We also need a goal return for the model. That is the ability of return conditioned Offline Reinforcement Learning: we will use the goal return to regulate the performance of the policy. This could possibly be really powerful in a multiplayer setting, where we would really like to regulate the performance of an opponent bot to be at an appropriate difficulty for the player. The authors show a fantastic plot of this of their paper!
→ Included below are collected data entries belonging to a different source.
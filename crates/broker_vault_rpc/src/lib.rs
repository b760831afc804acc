//! broker_vault_rpc
//!
//! Unix-socket RPC server and client around `broker_vault::VaultStore`
//! (component B). Only processes with filesystem access to the socket can
//! connect; in-band authentication is intentionally absent — the socket
//! itself is the perimeter. The server serializes access behind a single
//! mutex (writes must be serialized; our store also needs `&mut self` to
//! refresh its cached derived key, so reads share the same short,
//! I/O-free critical section) and bounds every call with a timeout.

pub mod protocol;

use broker_vault::VaultStore;
use protocol::{Request, Response, ResponseOk, MAX_FRAME_BYTES};
use std::path::Path;
use std::sync::Arc;
use std::time::Duration;
use thiserror::Error;
use tokio::io::{AsyncReadExt, AsyncWriteExt};
use tokio::net::{UnixListener, UnixStream};
use tokio::sync::Mutex;
use tracing::{debug, error, warn};

#[derive(Debug, Error)]
pub enum RpcError {
    #[error("io error: {0}")]
    Io(#[from] std::io::Error),
    #[error("json error: {0}")]
    Json(#[from] serde_json::Error),
    #[error("vault error: {0}")]
    Vault(#[from] broker_vault::VaultError),
    #[error("frame too large: {0} bytes")]
    FrameTooLarge(u32),
    #[error("call timed out")]
    Timeout,
}

pub const DEFAULT_CALL_TIMEOUT: Duration = Duration::from_secs(5);

pub async fn write_frame<W: AsyncWriteExt + Unpin>(w: &mut W, payload: &[u8]) -> std::io::Result<()> {
    let len = payload.len() as u32;
    w.write_all(&len.to_be_bytes()).await?;
    w.write_all(payload).await?;
    w.flush().await
}

pub async fn read_frame<R: AsyncReadExt + Unpin>(r: &mut R) -> Result<Vec<u8>, RpcError> {
    let mut len_buf = [0u8; 4];
    r.read_exact(&mut len_buf).await?;
    let len = u32::from_be_bytes(len_buf);
    if len > MAX_FRAME_BYTES {
        return Err(RpcError::FrameTooLarge(len));
    }
    let mut buf = vec![0u8; len as usize];
    r.read_exact(&mut buf).await?;
    Ok(buf)
}

/// Runs the vault RPC server, accepting connections on `socket_path` until
/// the process is killed. Each connection may carry multiple sequential
/// request/response round-trips.
pub async fn serve(socket_path: impl AsRef<Path>, store: VaultStore) -> Result<(), RpcError> {
    let socket_path = socket_path.as_ref();
    if socket_path.exists() {
        std::fs::remove_file(socket_path)?;
    }
    let listener = UnixListener::bind(socket_path)?;
    restrict_socket(socket_path)?;

    let store = Arc::new(Mutex::new(store));

    loop {
        let (stream, _addr) = listener.accept().await?;
        let store = store.clone();
        tokio::spawn(async move {
            if let Err(e) = handle_connection(stream, store).await {
                debug!(error = %e, "vault rpc connection ended");
            }
        });
    }
}

#[cfg(unix)]
fn restrict_socket(path: &Path) -> std::io::Result<()> {
    use std::os::unix::fs::PermissionsExt;
    std::fs::set_permissions(path, std::fs::Permissions::from_mode(0o600))
}
#[cfg(not(unix))]
fn restrict_socket(_path: &Path) -> std::io::Result<()> {
    Ok(())
}

async fn handle_connection(mut stream: UnixStream, store: Arc<Mutex<VaultStore>>) -> Result<(), RpcError> {
    loop {
        let frame = match read_frame(&mut stream).await {
            Ok(f) => f,
            Err(RpcError::Io(e)) if e.kind() == std::io::ErrorKind::UnexpectedEof => return Ok(()),
            Err(e) => return Err(e),
        };

        let response = match serde_json::from_slice::<Request>(&frame) {
            Ok(req) => {
                match tokio::time::timeout(DEFAULT_CALL_TIMEOUT, dispatch(req, &store)).await {
                    Ok(resp) => resp,
                    Err(_) => {
                        warn!("vault rpc call timed out");
                        Response::err("timeout")
                    }
                }
            }
            Err(e) => Response::err(format!("malformed request: {e}")),
        };

        let bytes = serde_json::to_vec(&response)?;
        write_frame(&mut stream, &bytes).await?;
    }
}

async fn dispatch(req: Request, store: &Arc<Mutex<VaultStore>>) -> Response {
    let mut store = store.lock().await;
    match req {
        Request::Ping => Response::ok(ResponseOk::Pong),
        Request::Get { protocol, target } => match store.get(&protocol, &target) {
            Ok(entry) => Response::ok(ResponseOk::Get { entry }),
            Err(e) => {
                error!(error = %e, "vault get failed");
                Response::err("vault unavailable")
            }
        },
        Request::List { protocol } => match store.list(protocol.as_deref()) {
            Ok(entries) => Response::ok(ResponseOk::List { entries }),
            Err(e) => {
                error!(error = %e, "vault list failed");
                Response::err("vault unavailable")
            }
        },
        Request::Store { protocol, target, credential, label, allowed_paths, rate_limit_per_minute, expires_at } => {
            let opts = broker_vault::StoreOpts { label, allowed_paths, rate_limit_per_minute, expires_at };
            match store.store(&protocol, &target, credential, opts) {
                Ok(()) => Response::ok(ResponseOk::Store),
                Err(e) => {
                    error!(error = %e, "vault store failed");
                    Response::err("vault unavailable")
                }
            }
        }
        Request::Delete { protocol, target } => match store.delete(&protocol, &target) {
            Ok(deleted) => Response::ok(ResponseOk::Delete { deleted }),
            Err(e) => {
                error!(error = %e, "vault delete failed");
                Response::err("vault unavailable")
            }
        },
        Request::GetToken { target } => match store.get_oauth_access_token(&target) {
            Ok(token) => Response::ok(ResponseOk::GetToken { token }),
            Err(broker_vault::VaultError::NotFound(_)) => Response::err("not found"),
            Err(e) => {
                error!(error = %e, "vault get-token failed");
                Response::err("vault unavailable")
            }
        },
        Request::GetSecret { name } => match store.get("secret", &name) {
            Ok(Some(entry)) => match entry.credential {
                broker_vault::Credential::Opaque { value } => Response::ok(ResponseOk::GetSecret { value }),
                other => Response::err(format!("{} is not an opaque secret", other.type_name())),
            },
            Ok(None) => Response::err("not found"),
            Err(e) => {
                error!(error = %e, "vault get-secret failed");
                Response::err("vault unavailable")
            }
        },
    }
}

/// Thin client used by the proxies and the operator CLI.
#[derive(Clone)]
pub struct VaultRpcClient {
    socket_path: std::path::PathBuf,
    call_timeout: Duration,
}

impl VaultRpcClient {
    pub fn new(socket_path: impl Into<std::path::PathBuf>) -> Self {
        Self { socket_path: socket_path.into(), call_timeout: DEFAULT_CALL_TIMEOUT }
    }

    pub fn with_timeout(mut self, d: Duration) -> Self {
        self.call_timeout = d;
        self
    }

    pub async fn call(&self, req: Request) -> Result<Response, RpcError> {
        let mut stream = UnixStream::connect(&self.socket_path).await?;
        let payload = serde_json::to_vec(&req)?;
        tokio::time::timeout(self.call_timeout, async {
            write_frame(&mut stream, &payload).await?;
            let frame = read_frame(&mut stream).await?;
            let resp: Response = serde_json::from_slice(&frame)?;
            Ok::<_, RpcError>(resp)
        })
        .await
        .map_err(|_| RpcError::Timeout)?
    }

    pub async fn ping(&self) -> bool {
        matches!(self.call(Request::Ping).await, Ok(Response::Ok { .. }))
    }
}

#[cfg(test)]
mod tests {
    use super::*;
    use broker_vault::VaultStore;
    use protocol::Request;

    async fn spawn_test_server() -> (std::path::PathBuf, tokio::task::JoinHandle<()>) {
        let dir = tempfile::tempdir().unwrap();
        let socket_path = dir.path().join("vault.sock");
        let vault_path = dir.path().join("vault.json");
        let store = VaultStore::open(&vault_path, "test-pass").unwrap();

        let sp = socket_path.clone();
        let handle = tokio::spawn(async move {
            let _ = serve(sp, store).await;
        });
        // Let the listener bind.
        tokio::time::sleep(Duration::from_millis(50)).await;
        std::mem::forget(dir); // keep tempdir alive for the test's duration
        (socket_path, handle)
    }

    #[tokio::test]
    async fn ping_roundtrips() {
        let (socket_path, handle) = spawn_test_server().await;
        let client = VaultRpcClient::new(socket_path);
        assert!(client.ping().await);
        handle.abort();
    }

    #[tokio::test]
    async fn store_then_get_roundtrips_over_socket() {
        let (socket_path, handle) = spawn_test_server().await;
        let client = VaultRpcClient::new(socket_path);

        let store_req = Request::Store {
            protocol: "http".into(),
            target: "api.example.com".into(),
            credential: broker_vault::Credential::Bearer { token: "tok123".into() },
            label: None,
            allowed_paths: None,
            rate_limit_per_minute: None,
            expires_at: None,
        };
        let resp = client.call(store_req).await.unwrap();
        assert!(matches!(resp, Response::Ok { ok: true, .. }));

        let get_req = Request::Get { protocol: "http".into(), target: "api.example.com".into() };
        let resp = client.call(get_req).await.unwrap();
        match resp {
            Response::Ok { body: ResponseOk::Get { entry: Some(entry) }, .. } => {
                assert_eq!(entry.protocol, "http");
            }
            other => panic!("unexpected response: {other:?}"),
        }
        handle.abort();
    }

    #[tokio::test]
    async fn get_missing_entry_returns_none_not_error() {
        let (socket_path, handle) = spawn_test_server().await;
        let client = VaultRpcClient::new(socket_path);
        let resp = client
            .call(Request::Get { protocol: "http".into(), target: "nope.example.com".into() })
            .await
            .unwrap();
        match resp {
            Response::Ok { body: ResponseOk::Get { entry: None }, .. } => {}
            other => panic!("unexpected response: {other:?}"),
        }
        handle.abort();
    }
}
Results Decision Transformers
Sampled (evaluation) returns accrued by Decision Transformer when conditioned on
the desired goal (desired) returns. Top: Atari. Bottom: D4RL medium-replay datasets. Figure from [1].

TARGET_RETURN = 3.6 
MAX_EPISODE_LENGTH = 1000 

state_mean = np.array(
    [1.3490015,  -0.11208222, -0.5506444,  -0.13188992, -0.00378754,  2.6071432,
     0.02322114, -0.01626922, -0.06840388, -0.05183131,  0.04272673,])

state_std = np.array(
    [0.15980862, 0.0446214,  0.14307782, 0.17629202, 0.5912333,  0.5899924,
         1.5405099,  0.8152689,  2.0173461,  2.4107876,  5.8440027,])

state_mean = torch.from_numpy(state_mean)
state_std = torch.from_numpy(state_std)

state = env.reset()
target_return = torch.tensor(TARGET_RETURN).float().reshape(1, 1)
states = torch.from_numpy(state).reshape(1, state_dim).float()
actions = torch.zeros((0, act_dim)).float()
rewards = torch.zeros(0).float()
timesteps = torch.tensor(0).reshape(1, 1).long()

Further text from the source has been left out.